Task brief: "assert!(require_version(7).is_ok());" appears in one line; retype that line and all lines following it through the end of the records, with nothing left out or added.

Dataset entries
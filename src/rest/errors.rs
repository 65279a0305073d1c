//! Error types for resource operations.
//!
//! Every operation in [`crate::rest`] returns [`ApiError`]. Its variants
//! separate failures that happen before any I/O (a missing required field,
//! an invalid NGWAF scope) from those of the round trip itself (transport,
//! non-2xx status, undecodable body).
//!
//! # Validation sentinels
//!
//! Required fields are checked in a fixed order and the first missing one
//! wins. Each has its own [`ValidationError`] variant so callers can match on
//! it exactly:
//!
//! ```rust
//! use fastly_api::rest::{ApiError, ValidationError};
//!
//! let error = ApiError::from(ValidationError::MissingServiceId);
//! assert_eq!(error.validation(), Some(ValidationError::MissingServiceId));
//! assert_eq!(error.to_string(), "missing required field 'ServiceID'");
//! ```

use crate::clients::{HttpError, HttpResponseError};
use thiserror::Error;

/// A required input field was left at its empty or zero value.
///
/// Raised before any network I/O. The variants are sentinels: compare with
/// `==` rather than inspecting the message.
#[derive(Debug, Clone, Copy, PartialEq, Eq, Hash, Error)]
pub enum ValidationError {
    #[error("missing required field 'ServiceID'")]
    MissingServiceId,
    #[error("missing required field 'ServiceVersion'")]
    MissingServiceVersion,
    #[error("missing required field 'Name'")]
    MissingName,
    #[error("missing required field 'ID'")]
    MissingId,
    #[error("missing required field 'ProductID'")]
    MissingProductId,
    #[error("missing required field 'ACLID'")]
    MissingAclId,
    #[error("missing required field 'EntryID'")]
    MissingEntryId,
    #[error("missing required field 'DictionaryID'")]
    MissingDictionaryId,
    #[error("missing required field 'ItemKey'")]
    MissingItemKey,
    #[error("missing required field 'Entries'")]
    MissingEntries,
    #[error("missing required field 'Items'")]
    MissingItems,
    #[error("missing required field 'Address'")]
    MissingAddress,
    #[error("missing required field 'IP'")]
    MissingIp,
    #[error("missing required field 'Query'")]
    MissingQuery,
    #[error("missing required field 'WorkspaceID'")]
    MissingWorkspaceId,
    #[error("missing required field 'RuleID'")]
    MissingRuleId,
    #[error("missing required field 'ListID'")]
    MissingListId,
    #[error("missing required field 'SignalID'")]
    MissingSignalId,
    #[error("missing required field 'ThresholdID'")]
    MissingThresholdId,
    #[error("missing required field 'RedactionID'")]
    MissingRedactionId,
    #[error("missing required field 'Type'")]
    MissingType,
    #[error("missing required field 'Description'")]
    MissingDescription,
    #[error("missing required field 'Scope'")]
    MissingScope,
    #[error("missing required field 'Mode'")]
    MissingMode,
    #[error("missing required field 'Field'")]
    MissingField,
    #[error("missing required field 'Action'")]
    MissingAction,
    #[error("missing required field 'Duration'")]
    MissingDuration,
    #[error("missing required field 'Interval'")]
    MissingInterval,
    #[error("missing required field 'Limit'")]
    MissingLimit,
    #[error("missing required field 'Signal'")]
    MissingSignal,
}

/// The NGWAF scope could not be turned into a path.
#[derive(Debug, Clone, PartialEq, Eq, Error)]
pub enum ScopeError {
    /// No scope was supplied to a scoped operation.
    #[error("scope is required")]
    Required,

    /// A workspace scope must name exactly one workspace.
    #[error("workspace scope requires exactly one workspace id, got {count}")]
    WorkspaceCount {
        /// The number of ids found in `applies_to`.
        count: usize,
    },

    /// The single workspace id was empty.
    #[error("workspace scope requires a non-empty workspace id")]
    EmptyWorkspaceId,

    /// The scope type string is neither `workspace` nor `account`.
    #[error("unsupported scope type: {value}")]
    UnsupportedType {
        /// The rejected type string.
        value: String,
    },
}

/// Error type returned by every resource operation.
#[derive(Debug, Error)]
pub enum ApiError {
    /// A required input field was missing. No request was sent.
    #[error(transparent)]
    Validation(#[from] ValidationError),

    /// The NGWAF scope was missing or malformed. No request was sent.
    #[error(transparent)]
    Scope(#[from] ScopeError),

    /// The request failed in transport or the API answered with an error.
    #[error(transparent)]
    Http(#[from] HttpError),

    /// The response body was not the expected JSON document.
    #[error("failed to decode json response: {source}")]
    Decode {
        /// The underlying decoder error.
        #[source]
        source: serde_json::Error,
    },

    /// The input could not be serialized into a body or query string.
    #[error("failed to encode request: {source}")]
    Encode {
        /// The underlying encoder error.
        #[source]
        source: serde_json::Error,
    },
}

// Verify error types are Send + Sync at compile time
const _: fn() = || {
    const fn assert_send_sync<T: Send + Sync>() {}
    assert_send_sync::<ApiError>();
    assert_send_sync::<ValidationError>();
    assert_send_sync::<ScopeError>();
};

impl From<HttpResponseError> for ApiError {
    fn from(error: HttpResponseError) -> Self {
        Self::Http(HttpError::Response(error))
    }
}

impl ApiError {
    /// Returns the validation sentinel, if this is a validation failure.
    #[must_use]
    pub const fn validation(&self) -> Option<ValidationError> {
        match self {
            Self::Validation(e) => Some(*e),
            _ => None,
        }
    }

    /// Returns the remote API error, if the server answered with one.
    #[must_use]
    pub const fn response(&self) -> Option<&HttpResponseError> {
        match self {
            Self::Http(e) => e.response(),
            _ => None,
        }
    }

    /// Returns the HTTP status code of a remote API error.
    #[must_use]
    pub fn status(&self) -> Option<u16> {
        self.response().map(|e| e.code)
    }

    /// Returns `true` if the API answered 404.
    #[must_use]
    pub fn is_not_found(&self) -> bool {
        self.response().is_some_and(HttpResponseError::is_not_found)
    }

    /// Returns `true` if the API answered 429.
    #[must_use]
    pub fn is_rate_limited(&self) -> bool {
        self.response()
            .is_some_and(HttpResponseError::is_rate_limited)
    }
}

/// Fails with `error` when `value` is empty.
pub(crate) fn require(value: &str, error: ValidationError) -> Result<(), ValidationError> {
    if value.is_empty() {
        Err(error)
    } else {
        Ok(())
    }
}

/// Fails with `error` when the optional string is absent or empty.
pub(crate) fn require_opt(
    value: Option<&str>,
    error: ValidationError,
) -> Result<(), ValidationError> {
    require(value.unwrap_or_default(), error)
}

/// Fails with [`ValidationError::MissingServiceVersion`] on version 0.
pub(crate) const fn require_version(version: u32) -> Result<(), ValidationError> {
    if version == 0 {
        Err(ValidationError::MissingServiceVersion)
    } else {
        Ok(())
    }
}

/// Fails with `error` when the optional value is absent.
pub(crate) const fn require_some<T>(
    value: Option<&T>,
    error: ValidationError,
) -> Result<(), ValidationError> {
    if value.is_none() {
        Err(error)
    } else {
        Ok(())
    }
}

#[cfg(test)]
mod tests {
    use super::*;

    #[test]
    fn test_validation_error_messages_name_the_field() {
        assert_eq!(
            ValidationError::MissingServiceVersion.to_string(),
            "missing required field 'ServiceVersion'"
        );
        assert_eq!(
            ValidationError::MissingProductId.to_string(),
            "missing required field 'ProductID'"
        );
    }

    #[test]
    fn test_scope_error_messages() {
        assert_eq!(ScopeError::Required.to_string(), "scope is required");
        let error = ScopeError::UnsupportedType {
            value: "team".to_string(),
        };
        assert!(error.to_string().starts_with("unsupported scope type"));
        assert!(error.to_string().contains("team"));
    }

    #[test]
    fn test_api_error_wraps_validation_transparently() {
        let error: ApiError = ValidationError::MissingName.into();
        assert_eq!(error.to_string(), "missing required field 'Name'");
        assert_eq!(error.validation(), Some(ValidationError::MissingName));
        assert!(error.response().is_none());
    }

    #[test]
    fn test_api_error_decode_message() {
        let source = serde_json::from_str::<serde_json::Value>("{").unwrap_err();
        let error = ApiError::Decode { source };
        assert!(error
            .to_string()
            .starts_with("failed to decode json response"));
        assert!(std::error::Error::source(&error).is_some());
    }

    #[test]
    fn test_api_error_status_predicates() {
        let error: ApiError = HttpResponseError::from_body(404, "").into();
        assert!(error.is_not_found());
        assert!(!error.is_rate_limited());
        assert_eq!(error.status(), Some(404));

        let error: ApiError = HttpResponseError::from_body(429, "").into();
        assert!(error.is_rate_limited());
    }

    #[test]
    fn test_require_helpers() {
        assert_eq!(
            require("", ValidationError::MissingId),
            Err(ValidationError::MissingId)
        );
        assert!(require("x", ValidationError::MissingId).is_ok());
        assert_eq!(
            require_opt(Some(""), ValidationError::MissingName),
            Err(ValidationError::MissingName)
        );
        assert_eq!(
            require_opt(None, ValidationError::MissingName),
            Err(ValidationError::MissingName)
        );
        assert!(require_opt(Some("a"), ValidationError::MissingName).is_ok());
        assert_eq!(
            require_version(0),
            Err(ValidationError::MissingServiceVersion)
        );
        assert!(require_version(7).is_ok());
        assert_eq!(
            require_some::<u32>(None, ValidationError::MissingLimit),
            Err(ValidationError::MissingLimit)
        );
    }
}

Solved problem:
        assert!(require_version(7).is_ok());
        assert_eq!(
            require_some::<u32>(None, ValidationError::MissingLimit),
            Err(ValidationError::MissingLimit)
        );
    }
}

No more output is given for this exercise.